THE PROBLEM — Repeat every entry below exactly.

Saved data entries —
#[cfg(test)]
mod tests {
    use super::*;
    use crate::error::Error;

    fn t(name: &str) -> Pattern {
        Pattern::token(name)
    }

    #[test]
    fn test_token_from_name() {
        assert_eq!(Token::from_name("#text"), Token::Text);
        assert_eq!(Token::from_name("p"), Token::element("p"));
        assert_eq!(Token::element("p").name(), "p");
        assert_eq!(Token::Text.to_string(), "#text");
        assert_eq!(Token::element("p").to_string(), "'p'");
    }

    #[test]
    fn test_flatten_sequences_and_choices() {
        let p = Pattern::sequence(vec![
            t("a"),
            Pattern::sequence(vec![t("b"), Pattern::sequence(vec![t("c")])]),
        ]);
        assert_eq!(
            p.normalize().unwrap(),
            Pattern::sequence(vec![t("a"), t("b"), t("c")])
        );

        let p = Pattern::choice(vec![Pattern::choice(vec![t("a"), t("b")]), t("c")]);
        assert_eq!(
            p.normalize().unwrap(),
            Pattern::choice(vec![t("a"), t("b"), t("c")])
        );
    }

    #[test]
    fn test_single_block_groups_unwrap() {
        assert_eq!(Pattern::sequence(vec![t("a")]).normalize().unwrap(), t("a"));
        assert_eq!(Pattern::choice(vec![t("a")]).normalize().unwrap(), t("a"));
        assert_eq!(Pattern::interleave(vec![t("a")]).normalize().unwrap(), t("a"));
        assert_eq!(Pattern::empty().normalize().unwrap(), Pattern::empty());
    }

    #[test]
    fn test_collapse_repetitions() {
        let p = Pattern::optional(Pattern::optional(t("a")));
        assert_eq!(p.normalize().unwrap(), Pattern::optional(t("a")));

        let p = Pattern::kleene(Pattern::optional(Pattern::plus(t("a"))));
        assert_eq!(p.normalize().unwrap(), Pattern::kleene(t("a")));

        let p = Pattern::plus(Pattern::plus(t("a")));
        assert_eq!(p.normalize().unwrap(), Pattern::plus(t("a")));
    }

    #[test]
    fn test_reject_ill_formed_repetitions() {
        for p in [
            Pattern::plus(Pattern::optional(t("a"))),
            Pattern::plus(Pattern::kleene(t("a"))),
            Pattern::optional(Pattern::kleene(t("a"))),
            Pattern::choice(vec![]),
        ] {
            let err = p.normalize().unwrap_err();
            assert_eq!(err.kind, CompileErrorKind::IllFormed);
        }
    }

    #[test]
    fn test_reject_nested_interleave() {
        let p = Pattern::interleave(vec![
            t("a"),
            Pattern::sequence(vec![t("b"), Pattern::interleave(vec![t("c"), t("d")])]),
        ]);
        let err = p.normalize().unwrap_err();
        assert_eq!(err.kind, CompileErrorKind::NestedInterleave);
    }

    #[test]
    fn test_lower_interleave_only_at_root() {
        let limits = Limits::default();
        let model =
            ContentModel::from_pattern(Pattern::interleave(vec![t("a"), t("b")]), &limits).unwrap();
        assert!(model.is_interleave());

        let nested = Pattern::sequence(vec![t("x"), Pattern::interleave(vec![t("a"), t("b")])]);
        match ContentModel::from_pattern(nested, &limits) {
            Err(Error::Compile(err)) => assert_eq!(err.kind, CompileErrorKind::NestedInterleave),
            other => panic!("expected compile error, got {:?}", other),
        }
    }

    #[test]
    fn test_lower_depth_limit() {
        let mut p = t("a");
        for _ in 0..30 {
            p = Pattern::sequence(vec![t("x"), Pattern::choice(vec![p, t("y")])]);
        }
        let result = ContentModel::from_pattern(p, &Limits::strict());
        assert!(matches!(result, Err(Error::LimitExceeded(_))));
    }

    #[test]
    fn test_display() {
        let p = Pattern::sequence(vec![
            t("a"),
            Pattern::optional(t("b")),
            Pattern::plus(Pattern::choice(vec![t("c"), Pattern::text()])),
        ]);
        assert_eq!(p.to_string(), "(a, b?, (c | #text)+)");

        let model = ContentModel::from_pattern(p, &Limits::default()).unwrap();
        assert_eq!(model.to_string(), "(a, b?, (c | #text)+)");
    }

    #[test]
    fn test_pattern_json() {
        let json = r##"{"kind":"sequence","blocks":[{"kind":"token","name":"a"},{"kind":"optional","block":{"kind":"token","name":"#text"}}]}"##;
        let p: Pattern = serde_json::from_str(json).unwrap();
        assert_eq!(
            p,
            Pattern::sequence(vec![t("a"), Pattern::optional(Pattern::text())])
        );
    }
}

RESPONSE TO THE EXERCISE —
#[cfg(test)]
mod tests {
    use super::*;
    use crate::error::Error;

    fn t(name: &str) -> Pattern {
        Pattern::token(name)
    }

    #[test]
    fn test_token_from_name() {
        assert_eq!(Token::from_name("#text"), Token::Text);
        assert_eq!(Token::from_name("p"), Token::element("p"));
        assert_eq!(Token::element("p").name(), "p");
        assert_eq!(Token::Text.to_string(), "#text");
        assert_eq!(Token::element("p").to_string(), "'p'");
    }

    #[test]
    fn test_flatten_sequences_and_choices() {
        let p = Pattern::sequence(vec![
            t("a"),
            Pattern::sequence(vec![t("b"), Pattern::sequence(vec![t("c")])]),
        ]);
        assert_eq!(
            p.normalize().unwrap(),
            Pattern::sequence(vec![t("a"), t("b"), t("c")])
        );

        let p = Pattern::choice(vec![Pattern::choice(vec![t("a"), t("b")]), t("c")]);
        assert_eq!(
            p.normalize().unwrap(),
            Pattern::choice(vec![t("a"), t("b"), t("c")])
        );
    }

    #[test]
    fn test_single_block_groups_unwrap() {
        assert_eq!(Pattern::sequence(vec![t("a")]).normalize().unwrap(), t("a"));
        assert_eq!(Pattern::choice(vec![t("a")]).normalize().unwrap(), t("a"));
        assert_eq!(Pattern::interleave(vec![t("a")]).normalize().unwrap(), t("a"));
        assert_eq!(Pattern::empty().normalize().unwrap(), Pattern::empty());
    }

    #[test]
    fn test_collapse_repetitions() {
        let p = Pattern::optional(Pattern::optional(t("a")));
        assert_eq!(p.normalize().unwrap(), Pattern::optional(t("a")));

        let p = Pattern::kleene(Pattern::optional(Pattern::plus(t("a"))));
        assert_eq!(p.normalize().unwrap(), Pattern::kleene(t("a")));

        let p = Pattern::plus(Pattern::plus(t("a")));
        assert_eq!(p.normalize().unwrap(), Pattern::plus(t("a")));
    }

    #[test]
    fn test_reject_ill_formed_repetitions() {
        for p in [
            Pattern::plus(Pattern::optional(t("a"))),
            Pattern::plus(Pattern::kleene(t("a"))),
            Pattern::optional(Pattern::kleene(t("a"))),
            Pattern::choice(vec![]),
        ] {
            let err = p.normalize().unwrap_err();
            assert_eq!(err.kind, CompileErrorKind::IllFormed);
        }
    }

    #[test]
    fn test_reject_nested_interleave() {
        let p = Pattern::interleave(vec![
            t("a"),
            Pattern::sequence(vec![t("b"), Pattern::interleave(vec![t("c"), t("d")])]),
        ]);
        let err = p.normalize().unwrap_err();
        assert_eq!(err.kind, CompileErrorKind::NestedInterleave);
    }

    #[test]
    fn test_lower_interleave_only_at_root() {
        let limits = Limits::default();
        let model =
            ContentModel::from_pattern(Pattern::interleave(vec![t("a"), t("b")]), &limits).unwrap();
        assert!(model.is_interleave());

        let nested = Pattern::sequence(vec![t("x"), Pattern::interleave(vec![t("a"), t("b")])]);
        match ContentModel::from_pattern(nested, &limits) {
            Err(Error::Compile(err)) => assert_eq!(err.kind, CompileErrorKind::NestedInterleave),
            other => panic!("expected compile error, got {:?}", other),
        }
    }

    #[test]
    fn test_lower_depth_limit() {
        let mut p = t("a");
        for _ in 0..30 {
            p = Pattern::sequence(vec![t("x"), Pattern::choice(vec![p, t("y")])]);
        }
        let result = ContentModel::from_pattern(p, &Limits::strict());
        assert!(matches!(result, Err(Error::LimitExceeded(_))));
    }

    #[test]
    fn test_display() {
        let p = Pattern::sequence(vec![
            t("a"),
            Pattern::optional(t("b")),
            Pattern::plus(Pattern::choice(vec![t("c"), Pattern::text()])),
        ]);
        assert_eq!(p.to_string(), "(a, b?, (c | #text)+)");

        let model = ContentModel::from_pattern(p, &Limits::default()).unwrap();
        assert_eq!(model.to_string(), "(a, b?, (c | #text)+)");
    }

    #[test]
    fn test_pattern_json() {
        let json = r##"{"kind":"sequence","blocks":[{"kind":"token","name":"a"},{"kind":"optional","block":{"kind":"token","name":"#text"}}]}"##;
        let p: Pattern = serde_json::from_str(json).unwrap();
        assert_eq!(
            p,
            Pattern::sequence(vec![t("a"), Pattern::optional(Pattern::text())])
        );
    }
}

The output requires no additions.